One 5-point control may also permit a POA&M, SC.L2-3.13.11, if it is partially met—encryption is employed but is not Federal Information Processing Standard (FIPS) validated—reducing a SPRS score by 3 points instead of 5.
For reference, these POA&M guidelines are defined in the CMMC Final Rule: Section 170.21 on POA&Ms. View additional POA&M control exemptions for CMMC maturity level 3 in the linked section. POA&Ms are not permitted for CMMC maturity level 1 controls.
What a CMMC POA&M Must Include
Each POA&M you open must contain the following information necessary for review and approval by a third-party assessor or for a self-assessment submission:
- The relevant control
- The responsible party
- Planned actions to meet the control
- Start and completion dates
- Milestones to meet and interim completion dates
- The actual actions taken
- Status (ongoing or complete)
Closing Out a POA&M
Your organization must resolve identified vulnerabilities and close out the POA&M within 180 days of receiving a Conditional Level 2 certification, as required by the Final Rule.
If the POA&M was created during an annual self-assessment, your organization will perform the closeout assessment. If it was identified by a C3PAO or certified CMMC assessor during a triennial assessment, the third party will perform the closeout assessment, which may require an additional on-site visit.
Example Scenario: How a Mid-Sized Supplier Uses POA&Ms
Imagine a mid-sized defense subcontractor that scores an 89 on its SPRS self-assessment.

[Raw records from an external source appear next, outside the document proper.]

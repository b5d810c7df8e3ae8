//! CLI module for the dataset-collector library
//!
//! This module is only available when the "cli" feature is enabled.

mod config;
#[path = "main.rs"]
mod main_impl;

pub use main_impl::{main, run, Cli};
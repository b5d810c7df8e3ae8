//! Per-class URL manifests
//!
//! A manifest is a plain text file named `<class>.txt` holding one image
//! URL per line.

use crate::error::{CollectorError, Result};
use std::path::Path;

/// Class name plus the ordered URLs to download for it
#[derive(Debug, Clone, PartialEq, Eq)]
pub struct ClassManifest {
    class_name: String,
    urls: Vec<String>,
}

impl ClassManifest {
    /// Build a manifest from already-parsed URLs
    pub fn new<S: Into<String>>(class_name: S, urls: Vec<String>) -> Result<Self> {
        let class_name = class_name.into();
        crate::config::validate_class_name(&class_name)?;
        Ok(Self { class_name, urls })
    }

    /// Read a manifest file
    ///
    /// # Errors
    /// - The file does not exist (configuration error, aborts the run)
    /// - The file cannot be read
    pub fn load<S: Into<String>, P: AsRef<Path>>(class_name: S, path: P) -> Result<Self> {
        let class_name = class_name.into();
        let path = path.as_ref();

        if !path.is_file() {
            return Err(CollectorError::missing_path(
                &format!("Manifest for class '{}'", class_name),
                path,
                "Place one URL per line in this file.",
            ));
        }

        let content = std::fs::read_to_string(path)
            .map_err(|e| CollectorError::file_io_error("read manifest", path, &e))?;

        Self::new(class_name, parse_urls(&content))
    }

    #[must_use]
    pub fn class_name(&self) -> &str {
        &self.class_name
    }

    /// URLs in file order
    #[must_use]
    pub fn urls(&self) -> &[String] {
        &self.urls
    }

    #[must_use]
    pub fn len(&self) -> usize {
        self.urls.len()
    }

    #[must_use]
    pub fn is_empty(&self) -> bool {
        self.urls.is_empty()
    }
}

/// Split manifest content into trimmed, non-empty lines
fn parse_urls(content: &str) -> Vec<String> {
    content
        .lines()
        .map(str::trim)
        .filter(|line| !line.is_empty())
        .map(ToString::to_string)
        .collect()
}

While most controls are met, the company has three open items that qualify for POA&Ms.
Using a structured tracking tool, the supplier:
- Assigns remediation tasks to IT staff
- Sets automated due dates for closure
- Uploads evidence of completed fixes
- Tracks overall progress toward compliance
By systematically addressing POA&Ms within the 180-day window, the organization not only protects its DoD contracts but also improves its long-term cybersecurity posture.
Streamline Your Compliance Journey Today
Complying with DoD standards can be a complex and time-consuming process. Exostar’s Certification Assistant™ is a cloud-based tool designed to streamline the CMMC self-assessment process in alignment with NIST SP 800-171 and CMMC. Simplify your CMMC compliance journey with a secure tool where you can:
- Complete your self-assessment
- Calculate your SPRS score
- Generate your SSP with one click
- Securely store and handle documentation
If your organization needs to create POA&Ms, Certification Assistant™ provides a user-friendly interface in which you can manage and track the entire process, including setting a due date, showing open POA&Ms, assigning them to responsible internal or external parties, displaying action items, and notifying parties of overdue tasks.

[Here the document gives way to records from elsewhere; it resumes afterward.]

//! Per-class status marker
//!
//! Each class directory carries a single-token file recording whether the
//! last collection pass finished. Anything other than a recognised token is
//! rejected instead of being read as "incomplete".

use crate::error::{CollectorError, Result};
use serde::{Deserialize, Serialize};
use std::fmt;
use std::fs::{self, File};
use std::io::Write;
use std::path::{Path, PathBuf};
use std::str::FromStr;

/// Token written for a finished collection pass
pub const COMPLETE_TOKEN: &str = "OK";

/// Token written before and during a collection pass
pub const INCOMPLETE_TOKEN: &str = "NOT-OK";

/// Spelling used by older collection scripts for an incomplete pass
const LEGACY_INCOMPLETE_TOKEN: &str = "NOK";

/// Scratch file the marker is staged in before being renamed into place
pub(crate) fn staging_file_name(marker_name: &str) -> String {
    format!(".{}.tmp", marker_name)
}

/// Persisted collection state of a class
#[derive(Debug, Clone, Copy, PartialEq, Eq, Serialize, Deserialize)]
pub enum CollectionStatus {
    /// Collection pass finished (`OK`)
    Complete,
    /// Collection missing, interrupted, or forced to rerun (`NOT-OK`)
    Incomplete,
}

impl CollectionStatus {
    /// Token persisted in the marker file
    #[must_use]
    pub fn token(self) -> &'static str {
        match self {
            Self::Complete => COMPLETE_TOKEN,
            Self::Incomplete => INCOMPLETE_TOKEN,
        }
    }

    #[must_use]
    pub fn is_complete(self) -> bool {
        matches!(self, Self::Complete)
    }
}

impl fmt::Display for CollectionStatus {
    fn fmt(&self, f: &mut fmt::Formatter<'_>) -> fmt::Result {
        f.write_str(self.token())
    }
}

impl FromStr for CollectionStatus {
    type Err = CollectorError;

    fn from_str(s: &str) -> Result<Self> {
        match s.trim() {
            COMPLETE_TOKEN => Ok(Self::Complete),
            INCOMPLETE_TOKEN | LEGACY_INCOMPLETE_TOKEN => Ok(Self::Incomplete),
            other => Err(CollectorError::invalid_config(format!(
                "Unrecognized status marker content '{}': expected '{}' or '{}'",
                other, COMPLETE_TOKEN, INCOMPLETE_TOKEN
            ))),
        }
    }
}

/// Status marker file inside a class directory
#[derive(Debug, Clone)]
pub struct StatusMarker {
    path: PathBuf,
}

impl StatusMarker {
    /// Marker `file_name` inside `class_dir`
    #[must_use]
    pub fn new<P: AsRef<Path>>(class_dir: P, file_name: &str) -> Self {
        Self {
            path: class_dir.as_ref().join(file_name),
        }
    }

    #[must_use]
    pub fn path(&self) -> &Path {
        &self.path
    }

    #[must_use]
    pub fn exists(&self) -> bool {
        self.path.is_file()
    }

    /// Read the marker, `None` when the file is absent
    ///
    /// # Errors
    /// - Marker content is not a recognised token (configuration error)
    /// - Marker cannot be read
    pub fn read(&self) -> Result<Option<CollectionStatus>> {
        if !self.exists() {
            return Ok(None);
        }

        let content = fs::read_to_string(&self.path)
            .map_err(|e| CollectorError::file_io_error("read status marker", &self.path, &e))?;

        content
            .parse::<CollectionStatus>()
            .map(Some)
            .map_err(|e| match e {
                CollectorError::InvalidConfig(msg) => CollectorError::invalid_config(format!(
                    "{} (in {})",
                    msg,
                    self.path.display()
                )),
                other => other,
            })
    }

    /// Persist a status token
    ///
    /// The token is written to a sibling staging file and renamed over the
    /// marker, so an interrupted write leaves the previous token in place.
    pub fn write(&self, status: CollectionStatus) -> Result<()> {
        let staging = self.staging_path();
        let staged = File::create(&staging).and_then(|mut file| {
            file.write_all(status.token().as_bytes())?;
            file.sync_all()
        });
        if let Err(e) = staged {
            let _ = fs::remove_file(&staging);
            return Err(CollectorError::file_io_error("stage status marker", &staging, &e));
        }

        fs::rename(&staging, &self.path)
            .map_err(|e| CollectorError::file_io_error("write status marker", &self.path, &e))?;
        tracing::debug!(marker = %self.path.display(), status = %status, "Status marker written");
        Ok(())
    }

    fn staging_path(&self) -> PathBuf {
        let name = self
            .path
            .file_name()
            .map_or_else(String::new, |n| n.to_string_lossy().into_owned());
        self.path.with_file_name(staging_file_name(&name))
    }

    /// Create the marker as incomplete if it is missing
    ///
    /// Returns `true` when the file had to be created.
    pub fn ensure_exists(&self) -> Result<bool> {
        if self.exists() {
            return Ok(false);
        }
        self.write(CollectionStatus::Incomplete)?;
        Ok(true)
    }
}

#[cfg(test)]
mod tests {
    use super::*;
    use tempfile::TempDir;

    #[test]
    fn test_parse_tokens() {
        assert_eq!("OK".parse::<CollectionStatus>().unwrap(), CollectionStatus::Complete);
        assert_eq!("  OK\n".parse::<CollectionStatus>().unwrap(), CollectionStatus::Complete);
        assert_eq!(
            "NOT-OK".parse::<CollectionStatus>().unwrap(),
            CollectionStatus::Incomplete
        );
        assert_eq!("NOK".parse::<CollectionStatus>().unwrap(), CollectionStatus::Incomplete);
    }

    #[test]
    fn test_parse_rejects_unknown_content() {
        for content in ["", "ok", "DONE", "OK OK", "NOT OK"] {
            let err = content.parse::<CollectionStatus>().unwrap_err();
            assert!(err.is_configuration_error(), "should reject {:?}", content);
        }
    }

    #[test]
    fn test_display_matches_token() {
        assert_eq!(CollectionStatus::Complete.to_string(), "OK");
        assert_eq!(CollectionStatus::Incomplete.to_string(), "NOT-OK");
        assert!(CollectionStatus::Complete.is_complete());
        assert!(!CollectionStatus::Incomplete.is_complete());
    }

    #[test]
    fn test_marker_lifecycle() {
        let temp_dir = TempDir::new().unwrap();
        let marker = StatusMarker::new(temp_dir.path(), "status.txt");

        assert!(!marker.exists());
        assert_eq!(marker.read().unwrap(), None);

        assert!(marker.ensure_exists().unwrap());
        assert_eq!(marker.read().unwrap(), Some(CollectionStatus::Incomplete));
        assert!(!marker.ensure_exists().unwrap());

        marker.write(CollectionStatus::Complete).unwrap();
        assert_eq!(std::fs::read_to_string(marker.path()).unwrap(), "OK");
        assert_eq!(marker.read().unwrap(), Some(CollectionStatus::Complete));

        // ensure_exists never downgrades an existing marker
        assert!(!marker.ensure_exists().unwrap());
        assert_eq!(marker.read().unwrap(), Some(CollectionStatus::Complete));
    }

    #[test]
    fn test_marker_rewrites_leave_only_whole_tokens() {
        let temp_dir = TempDir::new().unwrap();
        let marker = StatusMarker::new(temp_dir.path(), "status.txt");
        marker.write(CollectionStatus::Complete).unwrap();

        // A staging file left by an interrupted write must not affect the marker
        std::fs::write(temp_dir.path().join(".status.txt.tmp"), "").unwrap();
        assert_eq!(marker.read().unwrap(), Some(CollectionStatus::Complete));

        for status in [
            CollectionStatus::Incomplete,
            CollectionStatus::Complete,
            CollectionStatus::Incomplete,
        ] {
            marker.write(status).unwrap();
            let content = std::fs::read_to_string(marker.path()).unwrap();
            assert!(content == "OK" || content == "NOT-OK", "torn marker {:?}", content);
            assert_eq!(marker.read().unwrap(), Some(status));
        }

        let names: Vec<String> = std::fs::read_dir(temp_dir.path())
            .unwrap()
            .map(|entry| entry.unwrap().file_name().to_string_lossy().into_owned())
            .collect();
        assert_eq!(names, ["status.txt"]);
    }

    #[test]
    fn test_marker_write_failure_keeps_previous_token() {
        let temp_dir = TempDir::new().unwrap();
        let marker = StatusMarker::new(temp_dir.path(), "status.txt");
        marker.write(CollectionStatus::Complete).unwrap();

        // Staging path occupied by a directory makes the write fail before the rename
        std::fs::create_dir(temp_dir.path().join(".status.txt.tmp")).unwrap();
        assert!(marker.write(CollectionStatus::Incomplete).is_err());
        assert_eq!(std::fs::read_to_string(marker.path()).unwrap(), "OK");
    }

    #[test]
    fn test_marker_read_reports_path_on_garbage() {
        let temp_dir = TempDir::new().unwrap();
        let marker = StatusMarker::new(temp_dir.path(), "status.txt");
        std::fs::write(marker.path(), "maybe").unwrap();

        let err = marker.read().unwrap_err();
        assert!(err.is_configuration_error());
        assert!(err.to_string().contains("maybe"));
        assert!(err.to_string().contains("status.txt"));
    }
}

If your organization is relying on POA&Ms to close remaining gaps, now is the time to ensure they are eligible, well-documented, and achievable within the Final Rule’s strict timelines. Explore tools that help defense contractors manage SSPs, SPRS scoring, and POA&M tracking in a centralized, assessment-ready environment
Certification Assistant™ enables your organization to gather all necessary documentation for outside assessors in one secure space to readily satisfy third-party assessments.

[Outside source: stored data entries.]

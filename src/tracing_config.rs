//! Tracing configuration module for structured logging
//!
//! The library only emits trace events; the CLI configures the subscriber.
//! Log output goes to stderr so stdout stays free for reports.

#[cfg(feature = "cli")]
use tracing_subscriber::{layer::SubscriberExt, util::SubscriberInitExt, EnvFilter, Registry};

/// Configuration for tracing output format
#[derive(Debug, Clone, Copy, PartialEq, Eq)]
pub enum TracingFormat {
    /// Human-readable console output with colors (default for CLI)
    Console,
    /// Compact console output without colors for CI environments
    Compact,
    /// JSON structured logging
    #[cfg(feature = "tracing-json")]
    Json,
}

/// Tracing configuration builder
#[derive(Debug)]
pub struct TracingConfig {
    /// Verbosity level (maps to log levels)
    pub verbosity: u8,
    /// Output format
    pub format: TracingFormat,
    /// Environment filter string (overrides verbosity if set)
    pub env_filter: Option<String>,
    /// Session ID for correlation
    pub session_id: Option<String>,
}

impl Default for TracingConfig {
    fn default() -> Self {
        Self {
            verbosity: 0,
            format: TracingFormat::Console,
            env_filter: None,
            session_id: None,
        }
    }
}

impl TracingConfig {
    /// Create a new tracing configuration
    #[must_use]
    pub fn new() -> Self {
        Self::default()
    }

    /// Set verbosity level (0-2+)
    #[must_use]
    pub fn with_verbosity(mut self, verbosity: u8) -> Self {
        self.verbosity = verbosity;
        self
    }

    /// Set output format
    #[must_use]
    pub fn with_format(mut self, format: TracingFormat) -> Self {
        self.format = format;
        self
    }

    /// Set custom environment filter
    #[must_use]
    pub fn with_env_filter<S: Into<String>>(mut self, filter: S) -> Self {
        self.env_filter = Some(filter.into());
        self
    }

    /// Set session ID for run correlation
    #[must_use]
    pub fn with_session_id<S: Into<String>>(mut self, session_id: S) -> Self {
        self.session_id = Some(session_id.into());
        self
    }

    /// Convert verbosity level to tracing filter string
    #[must_use]
    pub fn verbosity_to_filter(&self) -> &'static str {
        match self.verbosity {
            0 => "info",  // Default: progress and outcome counts
            1 => "debug", // -v: per-file decisions
            _ => "trace", // -vv+: everything, including HTTP client internals
        }
    }

    /// Initialize tracing subscriber based on configuration
    #[cfg(feature = "cli")]
    pub fn init(self) -> anyhow::Result<()> {
        use tracing_subscriber::fmt;

        let filter = if let Some(env_filter) = &self.env_filter {
            EnvFilter::try_new(env_filter)?
        } else {
            EnvFilter::try_new(self.verbosity_to_filter())?
        };

        let registry = Registry::default().with(filter);

        match self.format {
            TracingFormat::Console => {
                let fmt_layer = fmt::layer()
                    .with_writer(std::io::stderr)
                    .with_ansi(true)
                    .with_target(false)
                    .with_level(true)
                    .compact();
                registry.with(fmt_layer).try_init()?;
            },
            TracingFormat::Compact => {
                let fmt_layer = fmt::layer()
                    .with_writer(std::io::stderr)
                    .with_ansi(false)
                    .with_target(false)
                    .compact();
                registry.with(fmt_layer).try_init()?;
            },
            #[cfg(feature = "tracing-json")]
            TracingFormat::Json => {
                let fmt_layer = fmt::layer()
                    .with_writer(std::io::stderr)
                    .json()
                    .with_current_span(true)
                    .with_span_list(true);
                registry.with(fmt_layer).try_init()?;
            },
        }

        if let Some(session_id) = &self.session_id {
            tracing::debug!(session_id = %session_id, "Collection session started");
        }

        Ok(())
    }
}

/// Convenience function to initialize tracing with CLI-friendly defaults
///
/// `RUST_LOG` takes precedence over the verbosity flag when set.
#[cfg(feature = "cli")]
pub fn init_cli_tracing(verbosity: u8, plain: bool) -> anyhow::Result<()> {
    let session_id = uuid::Uuid::new_v4().to_string();
    let format = if plain {
        TracingFormat::Compact
    } else {
        TracingFormat::Console
    };

    let mut config = TracingConfig::new()
        .with_verbosity(verbosity)
        .with_format(format)
        .with_session_id(session_id);

    if let Ok(filter) = std::env::var("RUST_LOG") {
        if !filter.trim().is_empty() {
            config = config.with_env_filter(filter);
        }
    }

    config.init()
}

/// Span creation helpers for collection operations
pub mod spans {
    use tracing::{Level, Span};

    /// Span covering one class from marker check to validation
    pub fn class_collection(class_name: &str, class_dir: &std::path::Path) -> Span {
        tracing::span!(
            Level::INFO,
            "class",
            class = %class_name,
            dir = %class_dir.display()
        )
    }

    /// Span for a single download attempt
    pub fn download(url: &str, index: usize) -> Span {
        tracing::span!(Level::DEBUG, "download", url = %url, index = index)
    }

    /// Span for the validation pass of a class directory
    pub fn validation(class_dir: &std::path::Path) -> Span {
        tracing::span!(Level::DEBUG, "validation", dir = %class_dir.display())
    }
}

#[cfg(test)]
mod tests {
    use super::*;

    #[test]
    fn test_verbosity_mapping() {
        assert_eq!(TracingConfig::new().with_verbosity(0).verbosity_to_filter(), "info");
        assert_eq!(TracingConfig::new().with_verbosity(1).verbosity_to_filter(), "debug");
        assert_eq!(TracingConfig::new().with_verbosity(2).verbosity_to_filter(), "trace");
        assert_eq!(TracingConfig::new().with_verbosity(9).verbosity_to_filter(), "trace");
    }

    #[test]
    fn test_config_builder() {
        let config = TracingConfig::new()
            .with_verbosity(1)
            .with_format(TracingFormat::Compact)
            .with_env_filter("dataset_collector=trace")
            .with_session_id("test-session");

        assert_eq!(config.verbosity, 1);
        assert_eq!(config.format, TracingFormat::Compact);
        assert_eq!(config.env_filter.as_deref(), Some("dataset_collector=trace"));
        assert_eq!(config.session_id.as_deref(), Some("test-session"));
    }

    #[test]
    fn test_default_config() {
        let config = TracingConfig::default();
        assert_eq!(config.verbosity, 0);
        assert_eq!(config.format, TracingFormat::Console);
        assert!(config.env_filter.is_none());
        assert!(config.session_id.is_none());
    }

    #[test]
    fn test_spans_can_be_created_without_subscriber() {
        let dir = std::path::Path::new("/tmp/jeans");
        let _ = spans::class_collection("jeans", dir);
        let _ = spans::download("http://example.com/a.jpg", 3);
        let _ = spans::validation(dir);
    }
}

Purchase Certification Assistant™ or request your free trial today. Exostar® endeavors to make CMMC compliance simple and affordable for prime and subcontractors—please connect with an expert to learn more.
Here’s What You Need to Do Now
To comply with the Final Rule, organizations should verify whether POA&Ms are permitted for their required CMMC level, confirm SPRS score eligibility, and identify which NIST SP 800-171 controls are excluded from POA&M use. Ensure SSPs accurately reflect current control implementation, assign ownership for POA&M remediation, and plan to close all eligible POA&Ms within the 180-day window. Preparing documentation and evidence upfront reduces the risk of failing a conditional assessment.